Quote of the Day
The measure of leadership is not the quality of the head, but the tone of the body. The signs of outstanding leadership appear primarily among the followers.
— Max De Pree, businessman and writer
When I was a boy, I read the memoir To Hell and Back by Audie Murphy and was very impressed with his accomplishments as an infantry soldier during WW2 (Figure 1). It is a very American tale – a dirt poor teenager from a family with a dead mother and missing father accomplishes amazing feats through sheer determination and force of will. He later starred in a movie version of his book that is well worth watching. I should mention that the book tells a better tale than the movie.
I recently read that the US Army had recovered his favorite rifle, which was an M1 carbine. The M1 carbine was shorter and much lighter than the infantry's standard M1 Garand. The carbine was usually carried by troops who had limited space available (e.g. tankers) or who had to carry other things (e.g. radiomen, paratroopers). For example, my father was a radioman and he carried an M1 carbine. In Murphy's case, he carried many different weapons but appeared to prefer the M1 carbine. The story of its recovery is a testament to the power of modern database technology. The key to recovering the rifle was an interview with Murphy that provided a key piece of information – the serial number of the rifle.
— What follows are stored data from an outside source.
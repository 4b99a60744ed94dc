//! services/api/src/adapters/text_provider.rs
//!
//! This module contains the adapter for the external scripture service
//! (bolls.life compatible). It implements the `TextProvider` port from the
//! `core` crate and is used only to enrich verses with commentary.

use async_trait::async_trait;
use once_cell::sync::Lazy;
use regex::Regex;
use reqwest::{Client, Url};
use scripture_core::canon;
use scripture_core::domain::EnrichedVerse;
use scripture_core::ports::{PortError, PortResult, TextProvider};
use serde::Deserialize;
use std::time::Duration;
use tracing::warn;

static MARKUP: Lazy<Regex> = Lazy::new(|| Regex::new(r"<[^>]*>").expect("valid markup pattern"));

/// Removes HTML tags from provider commentary.
pub fn strip_markup(html: &str) -> String {
    MARKUP.replace_all(html, "").trim().to_string()
}

//=========================================================================================
// Provider Payloads
//=========================================================================================

#[derive(Deserialize)]
struct ProviderVerse {
    text: Option<String>,
    comment: Option<String>,
    verse: Option<i32>,
    verse_number: Option<i32>,
    translation: Option<String>,
}

/// `get-chapter` answers with an array, but a lone object is accepted too.
#[derive(Deserialize)]
#[serde(untagged)]
enum ChapterPayload {
    Many(Vec<ProviderVerse>),
    One(ProviderVerse),
}

impl ChapterPayload {
    fn into_verses(self) -> Vec<ProviderVerse> {
        match self {
            ChapterPayload::Many(verses) => verses,
            ChapterPayload::One(verse) => vec![verse],
        }
    }
}

//=========================================================================================
// The Main Adapter Struct
//=========================================================================================

/// An adapter that implements `TextProvider` over HTTP.
#[derive(Clone)]
pub struct HttpTextProvider {
    client: Client,
    base_url: String,
}

impl HttpTextProvider {
    /// Creates a new `HttpTextProvider` whose requests give up after `timeout`.
    pub fn new(base_url: impl Into<String>, timeout: Duration) -> Result<Self, reqwest::Error> {
        let client = Client::builder().timeout(timeout).build()?;
        Ok(Self {
            client,
            base_url: base_url.into(),
        })
    }

    /// Builds `{base}/{segments...}/`, percent-encoding each segment.
    /// The provider addresses books by canonical id, never by name.
    fn endpoint(&self, segments: &[&str]) -> PortResult<Url> {
        let unavailable = || PortError::ProviderUnavailable(format!("invalid base url {}", self.base_url));
        let mut url = Url::parse(&self.base_url).map_err(|_| unavailable())?;
        url.path_segments_mut()
            .map_err(|_| unavailable())?
            .pop_if_empty()
            .extend(segments)
            .push("");
        Ok(url)
    }

    async fn get_json<T: for<'de> Deserialize<'de>>(&self, url: Url) -> PortResult<T> {
        let response = self.client.get(url.clone()).send().await.map_err(|e| {
            warn!(%url, "Text provider request failed: {}", e);
            PortError::ProviderUnavailable(e.to_string())
        })?;

        let status = response.status();
        if !status.is_success() {
            warn!(%url, %status, "Text provider returned an error status");
            return Err(PortError::ProviderUnavailable(format!(
                "provider responded with {}",
                status
            )));
        }

        response.json::<T>().await.map_err(|e| {
            warn!(%url, "Text provider payload was malformed: {}", e);
            PortError::ProviderUnavailable(format!("malformed payload: {}", e))
        })
    }
}

/// Turns a provider payload into a domain verse. Missing text is an error,
/// never an empty string.
fn to_enriched(
    payload: ProviderVerse,
    book_id: i32,
    chapter: i32,
    fallback_verse: Option<i32>,
    translation: &str,
) -> PortResult<EnrichedVerse> {
    let text = payload
        .text
        .filter(|t| !t.trim().is_empty())
        .ok_or_else(|| PortError::ProviderUnavailable("payload has no verse text".to_string()))?;
    let verse_number = payload
        .verse
        .or(payload.verse_number)
        .or(fallback_verse)
        .ok_or_else(|| PortError::ProviderUnavailable("payload has no verse number".to_string()))?;

    Ok(EnrichedVerse {
        book_id,
        chapter,
        verse_number,
        text,
        translation: payload.translation.unwrap_or_else(|| translation.to_string()),
        commentary: payload
            .comment
            .map(|c| strip_markup(&c))
            .filter(|c| !c.is_empty()),
    })
}

fn canonical_id(book_name: &str) -> PortResult<i32> {
    canon::book_id(book_name)
        .ok_or_else(|| PortError::Validation(format!("'{}' is not a canonical book", book_name)))
}

//=========================================================================================
// `TextProvider` Trait Implementation
//=========================================================================================

#[async_trait]
impl TextProvider for HttpTextProvider {
    async fn fetch_verse(
        &self,
        book_name: &str,
        chapter: i32,
        verse_number: i32,
        translation: &str,
    ) -> PortResult<EnrichedVerse> {
        let book_id = canonical_id(book_name)?;
        let url = self.endpoint(&[
            "get-text",
            translation,
            &book_id.to_string(),
            &chapter.to_string(),
            &verse_number.to_string(),
        ])?;

        let payload: ProviderVerse = self.get_json(url).await?;
        to_enriched(payload, book_id, chapter, Some(verse_number), translation)
    }

    async fn fetch_chapter(
        &self,
        book_name: &str,
        chapter: i32,
        translation: &str,
    ) -> PortResult<Vec<EnrichedVerse>> {
        let book_id = canonical_id(book_name)?;
        let url = self.endpoint(&[
            "get-chapter",
            translation,
            &book_id.to_string(),
            &chapter.to_string(),
        ])?;

        let payload: ChapterPayload = self.get_json(url).await?;
        payload
            .into_verses()
            .into_iter()
            .map(|v| to_enriched(v, book_id, chapter, None, translation))
            .collect()
    }
}

#[cfg(test)]
mod tests {
    use super::*;
    use tokio::io::{AsyncReadExt, AsyncWriteExt};
    use tokio::net::TcpListener;
    use tokio::sync::oneshot;

    fn payload(text: Option<&str>, comment: Option<&str>) -> ProviderVerse {
        ProviderVerse {
            text: text.map(str::to_string),
            comment: comment.map(str::to_string),
            verse: None,
            verse_number: None,
            translation: None,
        }
    }

    #[test]
    fn strips_tags_and_trims() {
        assert_eq!(
            strip_markup("  <p>God is <i>love</i>.</p><br/> "),
            "God is love."
        );
        assert_eq!(strip_markup("plain"), "plain");
    }

    #[test]
    fn endpoint_appends_segments_with_trailing_slash() {
        let provider =
            HttpTextProvider::new("https://bolls.life/", Duration::from_secs(1)).unwrap();
        let url = provider
            .endpoint(&["get-text", "NIV 2011", "22", "2", "4"])
            .unwrap();
        assert_eq!(
            url.as_str(),
            "https://bolls.life/get-text/NIV%202011/22/2/4/"
        );
    }

    #[test]
    fn chapter_payload_accepts_array_or_single_object() {
        let many: ChapterPayload =
            serde_json::from_str(r#"[{"verse":1,"text":"a"},{"verse":2,"text":"b"}]"#).unwrap();
        assert_eq!(many.into_verses().len(), 2);

        let one: ChapterPayload = serde_json::from_str(r#"{"verse":1,"text":"a"}"#).unwrap();
        assert_eq!(one.into_verses().len(), 1);
    }

    /// Serves one canned JSON response and hands back the request line it saw.
    async fn serve_once(body: &'static str) -> (String, oneshot::Receiver<String>) {
        let listener = TcpListener::bind("127.0.0.1:0").await.unwrap();
        let base = format!("http://{}", listener.local_addr().unwrap());
        let (tx, rx) = oneshot::channel();
        tokio::spawn(async move {
            let (mut socket, _) = listener.accept().await.unwrap();
            let mut request = Vec::new();
            let mut buf = [0u8; 1024];
            while !request.windows(4).any(|w| w == b"\r\n\r\n") {
                let n = socket.read(&mut buf).await.unwrap();
                if n == 0 {
                    break;
                }
                request.extend_from_slice(&buf[..n]);
            }
            let request = String::from_utf8_lossy(&request);
            let request_line = request.lines().next().unwrap_or_default().to_string();
            let response = format!(
                "HTTP/1.1 200 OK\r\ncontent-type: application/json\r\ncontent-length: {}\r\nconnection: close\r\n\r\n{}",
                body.len(),
                body
            );
            socket.write_all(response.as_bytes()).await.unwrap();
            let _ = tx.send(request_line);
        });
        (base, rx)
    }

    #[tokio::test]
    async fn fetch_verse_requests_the_numeric_book_id() {
        let (base, seen) =
            serve_once(r#"{"text":"For God so loved the world","comment":"<p>Love</p>"}"#).await;
        let provider = HttpTextProvider::new(base, Duration::from_secs(5)).unwrap();

        let verse = provider.fetch_verse("John", 3, 16, "ESV").await.unwrap();
        assert_eq!(verse.book_id, 43);
        assert_eq!(verse.commentary.as_deref(), Some("Love"));
        assert_eq!(seen.await.unwrap(), "GET /get-text/ESV/43/3/16/ HTTP/1.1");
    }

    #[tokio::test]
    async fn fetch_chapter_requests_the_numeric_book_id() {
        let (base, seen) = serve_once(r#"[{"verse":1,"text":"The LORD is my shepherd"}]"#).await;
        let provider = HttpTextProvider::new(base, Duration::from_secs(5)).unwrap();

        let verses = provider.fetch_chapter("Psalms", 23, "KJV").await.unwrap();
        assert_eq!(verses.len(), 1);
        assert_eq!(verses[0].book_id, 19);
        assert_eq!(verses[0].translation, "KJV");
        assert_eq!(seen.await.unwrap(), "GET /get-chapter/KJV/19/23/ HTTP/1.1");
    }

    #[test]
    fn payload_without_text_is_unavailable() {
        let err = to_enriched(payload(None, Some("<b>note</b>")), 43, 3, Some(16), "ESV")
            .unwrap_err();
        assert!(matches!(err, PortError::ProviderUnavailable(_)));
    }

    #[test]
    fn payload_commentary_is_cleaned() {
        let verse = to_enriched(
            payload(Some("For God so loved the world"), Some("<p>Gospel in brief</p>")),
            43,
            3,
            Some(16),
            "ESV",
        )
        .unwrap();
        assert_eq!(verse.verse_number, 16);
        assert_eq!(verse.translation, "ESV");
        assert_eq!(verse.commentary.as_deref(), Some("Gospel in brief"));
    }

    #[test]
    fn unknown_book_is_rejected_before_any_request() {
        assert!(matches!(
            canonical_id("Maccabees"),
            Err(PortError::Validation(_))
        ));
    }
}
When Murphy had the rifle, it certainly had certainly seen better days. The explosion of a nearby mortar round had damaged it, and Murphy did a field‑expedient repair on it using a wire. He continued to use the rifle, which he referred to as his "wounded carbine". I have read that at various times Murphy had used a Thompson sub-machine gun, an M1 Garand, and the M1 carbine. He must have really liked this rifle because, during a 1967 interview, Murphy mentioned its serial number, 1108783 (Figure 2). Over six million of these rifles were produced during WW2, but that serial number provided a means for uniquely identifying that rifle.
The exact story of how the rifle left Murphy's possession is unclear. It appears that Murphy was wounded by a sniper on 25-Oct-44. Thinking that the wound may send him home, Murphy gave his rifle to a sergeant who hoped that the carbine would bring that him luck. Unfortunately, most of that sergeant's platoon was wiped out the following day. It is believed the rifle was recovered from the battlefield by the US Army, properly repaired, and put into storage. When you think of US government storage, think of a warehouse similar to that shown at the end of the movie Raiders of the Lost Ark (Figure 3). It seems like a miracle that this specific rifle could be pulled out of a warehouse decades after the war, but it really happened. A person at the Center of Military History Clearinghouse at the Anniston Army Depot did a database search for that serial number, got a hit, and the rifle was found (Source).
Figure 4 shows the rifle in its museum display today. I should mention that another movie, Carbine Williams, was made that involved the M1 carbine. It is the story of a convict, Marsh Williams , who created the basic operating mechanism of the gun while serving time in a North Carolina prison. If you are curious about the four rifles he designed while in prison, see this Wikipedia paragraph.
I do have my own tale of trying to recover something from government storage, but it is much less interesting. Back in the early 1990s, I worked on the development of a very small sonar system that used low-voltage ceramic transducers. The US Navy paid $30 million for the development of this technology, which worked but the Cold War was ending and they decided not to pursue the technology any further. We sent the sonar system to the US Navy for storage. A few years ago, I got a call from a contractor who was wondering if I knew how to find the sonar system because the US Navy wanted to resurrect the project. I told him the name of the government employee that was sent the unit – I was concerned that he may have retired. The contractor called me back two weeks later and said that the government employee was still working, and he had the sonar system in his office! It never went into storage because it looked so cool that he had decided to use it as a doorstop. The $30 million doorstop was returned to the contractor, who found that it still worked, and he used it to pursue further development of the technology. I chuckle just writing that – $30 million doorstop.